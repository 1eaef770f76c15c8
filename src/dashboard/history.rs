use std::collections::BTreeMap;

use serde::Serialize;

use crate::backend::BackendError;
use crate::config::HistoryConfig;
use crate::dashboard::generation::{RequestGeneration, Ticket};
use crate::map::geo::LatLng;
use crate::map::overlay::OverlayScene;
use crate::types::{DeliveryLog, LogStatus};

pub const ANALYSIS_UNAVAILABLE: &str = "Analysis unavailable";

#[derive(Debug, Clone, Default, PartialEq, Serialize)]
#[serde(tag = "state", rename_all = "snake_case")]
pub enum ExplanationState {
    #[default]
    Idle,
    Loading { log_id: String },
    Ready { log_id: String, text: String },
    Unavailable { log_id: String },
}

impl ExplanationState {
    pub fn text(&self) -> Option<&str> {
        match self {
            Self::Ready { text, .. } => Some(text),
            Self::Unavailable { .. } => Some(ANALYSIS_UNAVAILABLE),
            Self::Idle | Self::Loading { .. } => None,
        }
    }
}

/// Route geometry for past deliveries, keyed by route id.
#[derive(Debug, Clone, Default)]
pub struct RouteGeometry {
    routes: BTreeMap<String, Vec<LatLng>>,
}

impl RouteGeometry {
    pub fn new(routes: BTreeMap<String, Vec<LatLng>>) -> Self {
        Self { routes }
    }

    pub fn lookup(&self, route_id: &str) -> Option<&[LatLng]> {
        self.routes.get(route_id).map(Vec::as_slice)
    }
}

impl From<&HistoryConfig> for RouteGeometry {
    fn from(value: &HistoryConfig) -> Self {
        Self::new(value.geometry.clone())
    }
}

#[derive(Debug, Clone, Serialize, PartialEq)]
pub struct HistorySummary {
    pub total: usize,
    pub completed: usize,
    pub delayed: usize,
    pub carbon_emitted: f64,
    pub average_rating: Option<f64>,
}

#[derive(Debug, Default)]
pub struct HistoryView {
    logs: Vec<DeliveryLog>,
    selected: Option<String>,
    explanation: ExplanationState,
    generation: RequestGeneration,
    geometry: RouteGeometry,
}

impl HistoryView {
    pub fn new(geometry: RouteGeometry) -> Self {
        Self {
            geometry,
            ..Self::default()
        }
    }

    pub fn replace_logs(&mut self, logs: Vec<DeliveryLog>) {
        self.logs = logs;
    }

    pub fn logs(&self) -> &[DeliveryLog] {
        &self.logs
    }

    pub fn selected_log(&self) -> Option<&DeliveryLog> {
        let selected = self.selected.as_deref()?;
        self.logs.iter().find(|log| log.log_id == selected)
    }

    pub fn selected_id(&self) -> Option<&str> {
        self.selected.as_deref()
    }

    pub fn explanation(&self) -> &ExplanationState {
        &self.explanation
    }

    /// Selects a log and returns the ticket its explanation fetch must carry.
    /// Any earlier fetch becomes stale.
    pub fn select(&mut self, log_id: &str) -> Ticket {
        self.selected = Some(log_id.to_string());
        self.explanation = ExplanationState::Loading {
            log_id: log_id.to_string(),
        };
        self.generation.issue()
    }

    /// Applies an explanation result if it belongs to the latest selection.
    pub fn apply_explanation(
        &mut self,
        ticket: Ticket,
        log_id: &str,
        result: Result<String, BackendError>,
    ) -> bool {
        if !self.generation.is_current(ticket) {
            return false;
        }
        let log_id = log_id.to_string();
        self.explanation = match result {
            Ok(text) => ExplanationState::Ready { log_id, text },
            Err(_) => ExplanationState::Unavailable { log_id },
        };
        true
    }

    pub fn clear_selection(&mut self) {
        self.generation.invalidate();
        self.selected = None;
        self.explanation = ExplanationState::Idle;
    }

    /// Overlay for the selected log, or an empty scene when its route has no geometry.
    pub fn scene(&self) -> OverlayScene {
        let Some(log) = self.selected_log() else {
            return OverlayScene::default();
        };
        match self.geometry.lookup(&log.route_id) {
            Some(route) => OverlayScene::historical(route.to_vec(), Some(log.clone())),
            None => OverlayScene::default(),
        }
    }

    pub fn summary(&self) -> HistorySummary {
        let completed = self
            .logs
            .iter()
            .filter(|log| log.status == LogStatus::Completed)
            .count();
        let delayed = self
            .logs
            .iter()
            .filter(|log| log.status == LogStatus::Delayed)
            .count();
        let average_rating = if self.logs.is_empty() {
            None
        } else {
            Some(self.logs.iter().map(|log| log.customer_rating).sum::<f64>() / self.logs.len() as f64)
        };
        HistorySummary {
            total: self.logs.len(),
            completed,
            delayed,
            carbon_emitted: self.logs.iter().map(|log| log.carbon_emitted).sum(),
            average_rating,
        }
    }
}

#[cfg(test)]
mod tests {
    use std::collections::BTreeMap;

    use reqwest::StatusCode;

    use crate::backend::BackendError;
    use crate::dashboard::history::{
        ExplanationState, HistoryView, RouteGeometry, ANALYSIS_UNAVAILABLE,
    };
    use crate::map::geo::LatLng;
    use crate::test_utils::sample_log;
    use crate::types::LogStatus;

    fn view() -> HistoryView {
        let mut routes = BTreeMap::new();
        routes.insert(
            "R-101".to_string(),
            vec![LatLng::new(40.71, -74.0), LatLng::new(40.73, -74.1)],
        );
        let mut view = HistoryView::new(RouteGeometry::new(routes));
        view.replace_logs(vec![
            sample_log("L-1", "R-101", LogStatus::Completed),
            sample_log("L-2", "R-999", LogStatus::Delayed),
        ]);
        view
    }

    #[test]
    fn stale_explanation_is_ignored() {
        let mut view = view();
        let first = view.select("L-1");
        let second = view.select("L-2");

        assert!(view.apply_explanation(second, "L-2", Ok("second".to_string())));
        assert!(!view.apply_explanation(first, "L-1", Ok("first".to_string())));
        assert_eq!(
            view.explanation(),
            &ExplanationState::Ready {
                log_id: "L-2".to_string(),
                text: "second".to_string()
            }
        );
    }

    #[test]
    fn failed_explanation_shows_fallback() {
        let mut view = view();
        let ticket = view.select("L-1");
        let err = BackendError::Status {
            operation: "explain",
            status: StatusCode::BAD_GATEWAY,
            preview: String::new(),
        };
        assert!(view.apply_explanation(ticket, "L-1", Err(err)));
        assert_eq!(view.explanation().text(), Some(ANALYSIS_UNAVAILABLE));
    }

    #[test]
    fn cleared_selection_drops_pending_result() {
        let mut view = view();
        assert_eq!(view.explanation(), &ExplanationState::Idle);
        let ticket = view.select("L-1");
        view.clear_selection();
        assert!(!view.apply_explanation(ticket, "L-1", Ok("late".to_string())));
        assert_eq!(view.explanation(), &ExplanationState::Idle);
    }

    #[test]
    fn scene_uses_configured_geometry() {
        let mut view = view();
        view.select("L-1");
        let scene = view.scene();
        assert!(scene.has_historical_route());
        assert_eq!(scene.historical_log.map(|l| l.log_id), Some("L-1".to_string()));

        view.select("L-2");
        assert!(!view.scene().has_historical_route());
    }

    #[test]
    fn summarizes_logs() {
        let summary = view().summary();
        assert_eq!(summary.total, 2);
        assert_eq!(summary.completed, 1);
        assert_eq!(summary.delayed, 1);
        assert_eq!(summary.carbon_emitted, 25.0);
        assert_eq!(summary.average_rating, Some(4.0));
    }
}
══════════════════════════════
Nothing should be left out when the listing is retyped exactly.

Task output ::
repository 1eaef770f76c15c8
filename src/dashboard/history.rs
use std::collections::BTreeMap;

use serde::Serialize;

use crate::backend::BackendError;
use crate::config::HistoryConfig;
use crate::dashboard::generation::{RequestGeneration, Ticket};
use crate::map::geo::LatLng;
use crate::map::overlay::OverlayScene;
use crate::types::{DeliveryLog, LogStatus};

pub const ANALYSIS_UNAVAILABLE: &str = "Analysis unavailable";

#[derive(Debug, Clone, Default, PartialEq, Serialize)]
#[serde(tag = "state", rename_all = "snake_case")]
pub enum ExplanationState {
    #[default]
    Idle,
    Loading { log_id: String },
    Ready { log_id: String, text: String },
    Unavailable { log_id: String },
}

impl ExplanationState {
    pub fn text(&self) -> Option<&str> {
        match self {
            Self::Ready { text, .. } => Some(text),
            Self::Unavailable { .. } => Some(ANALYSIS_UNAVAILABLE),
            Self::Idle | Self::Loading { .. } => None,
        }
    }
}

/// Route geometry for past deliveries, keyed by route id.
#[derive(Debug, Clone, Default)]
pub struct RouteGeometry {
    routes: BTreeMap<String, Vec<LatLng>>,
}

impl RouteGeometry {
    pub fn new(routes: BTreeMap<String, Vec<LatLng>>) -> Self {
        Self { routes }
    }

    pub fn lookup(&self, route_id: &str) -> Option<&[LatLng]> {
        self.routes.get(route_id).map(Vec::as_slice)
    }
}

impl From<&HistoryConfig> for RouteGeometry {
    fn from(value: &HistoryConfig) -> Self {
        Self::new(value.geometry.clone())
    }
}

#[derive(Debug, Clone, Serialize, PartialEq)]
pub struct HistorySummary {
    pub total: usize,
    pub completed: usize,
    pub delayed: usize,
    pub carbon_emitted: f64,
    pub average_rating: Option<f64>,
}

#[derive(Debug, Default)]
pub struct HistoryView {
    logs: Vec<DeliveryLog>,
    selected: Option<String>,
    explanation: ExplanationState,
    generation: RequestGeneration,
    geometry: RouteGeometry,
}

impl HistoryView {
    pub fn new(geometry: RouteGeometry) -> Self {
        Self {
            geometry,
            ..Self::default()
        }
    }

    pub fn replace_logs(&mut self, logs: Vec<DeliveryLog>) {
        self.logs = logs;
    }

    pub fn logs(&self) -> &[DeliveryLog] {
        &self.logs
    }

    pub fn selected_log(&self) -> Option<&DeliveryLog> {
        let selected = self.selected.as_deref()?;
        self.logs.iter().find(|log| log.log_id == selected)
    }

    pub fn selected_id(&self) -> Option<&str> {
        self.selected.as_deref()
    }

    pub fn explanation(&self) -> &ExplanationState {
        &self.explanation
    }

    /// Selects a log and returns the ticket its explanation fetch must carry.
    /// Any earlier fetch becomes stale.
    pub fn select(&mut self, log_id: &str) -> Ticket {
        self.selected = Some(log_id.to_string());
        self.explanation = ExplanationState::Loading {
            log_id: log_id.to_string(),
        };
        self.generation.issue()
    }

    /// Applies an explanation result if it belongs to the latest selection.
    pub fn apply_explanation(
        &mut self,
        ticket: Ticket,
        log_id: &str,
        result: Result<String, BackendError>,
    ) -> bool {
        if !self.generation.is_current(ticket) {
            return false;
        }
        let log_id = log_id.to_string();
        self.explanation = match result {
            Ok(text) => ExplanationState::Ready { log_id, text },
            Err(_) => ExplanationState::Unavailable { log_id },
        };
        true
    }

    pub fn clear_selection(&mut self) {
        self.generation.invalidate();
        self.selected = None;
        self.explanation = ExplanationState::Idle;
    }

    /// Overlay for the selected log, or an empty scene when its route has no geometry.
    pub fn scene(&self) -> OverlayScene {
        let Some(log) = self.selected_log() else {
            return OverlayScene::default();
        };
        match self.geometry.lookup(&log.route_id) {
            Some(route) => OverlayScene::historical(route.to_vec(), Some(log.clone())),
            None => OverlayScene::default(),
        }
    }

    pub fn summary(&self) -> HistorySummary {
        let completed = self
            .logs
            .iter()
            .filter(|log| log.status == LogStatus::Completed)
            .count();
        let delayed = self
            .logs
            .iter()
            .filter(|log| log.status == LogStatus::Delayed)
            .count();
        let average_rating = if self.logs.is_empty() {
            None
        } else {
            Some(self.logs.iter().map(|log| log.customer_rating).sum::<f64>() / self.logs.len() as f64)
        };
        HistorySummary {
            total: self.logs.len(),
            completed,
            delayed,
            carbon_emitted: self.logs.iter().map(|log| log.carbon_emitted).sum(),
            average_rating,
        }
    }
}

#[cfg(test)]
mod tests {
    use std::collections::BTreeMap;

    use reqwest::StatusCode;

    use crate::backend::BackendError;
    use crate::dashboard::history::{
        ExplanationState, HistoryView, RouteGeometry, ANALYSIS_UNAVAILABLE,
    };
    use crate::map::geo::LatLng;
    use crate::test_utils::sample_log;
    use crate::types::LogStatus;

    fn view() -> HistoryView {
        let mut routes = BTreeMap::new();
        routes.insert(
            "R-101".to_string(),
            vec![LatLng::new(40.71, -74.0), LatLng::new(40.73, -74.1)],
        );
        let mut view = HistoryView::new(RouteGeometry::new(routes));
        view.replace_logs(vec![
            sample_log("L-1", "R-101", LogStatus::Completed),
            sample_log("L-2", "R-999", LogStatus::Delayed),
        ]);
        view
    }

    #[test]
    fn stale_explanation_is_ignored() {
        let mut view = view();
        let first = view.select("L-1");
        let second = view.select("L-2");

        assert!(view.apply_explanation(second, "L-2", Ok("second".to_string())));
        assert!(!view.apply_explanation(first, "L-1", Ok("first".to_string())));
        assert_eq!(
            view.explanation(),
            &ExplanationState::Ready {
                log_id: "L-2".to_string(),
                text: "second".to_string()
            }
        );
    }

    #[test]
    fn failed_explanation_shows_fallback() {
        let mut view = view();
        let ticket = view.select("L-1");
        let err = BackendError::Status {
            operation: "explain",
            status: StatusCode::BAD_GATEWAY,
            preview: String::new(),
        };
        assert!(view.apply_explanation(ticket, "L-1", Err(err)));
        assert_eq!(view.explanation().text(), Some(ANALYSIS_UNAVAILABLE));
    }

    #[test]
    fn cleared_selection_drops_pending_result() {
        let mut view = view();
        assert_eq!(view.explanation(), &ExplanationState::Idle);
        let ticket = view.select("L-1");
        view.clear_selection();
        assert!(!view.apply_explanation(ticket, "L-1", Ok("late".to_string())));
        assert_eq!(view.explanation(), &ExplanationState::Idle);
    }

    #[test]
    fn scene_uses_configured_geometry() {
        let mut view = view();
        view.select("L-1");
        let scene = view.scene();
        assert!(scene.has_historical_route());
        assert_eq!(scene.historical_log.map(|l| l.log_id), Some("L-1".to_string()));

        view.select("L-2");
        assert!(!view.scene().has_historical_route());
    }

    #[test]
    fn summarizes_logs() {
        let summary = view().summary();
        assert_eq!(summary.total, 2);
        assert_eq!(summary.completed, 1);
        assert_eq!(summary.delayed, 1);
        assert_eq!(summary.carbon_emitted, 25.0);
        assert_eq!(summary.average_rating, Some(4.0));
    }
}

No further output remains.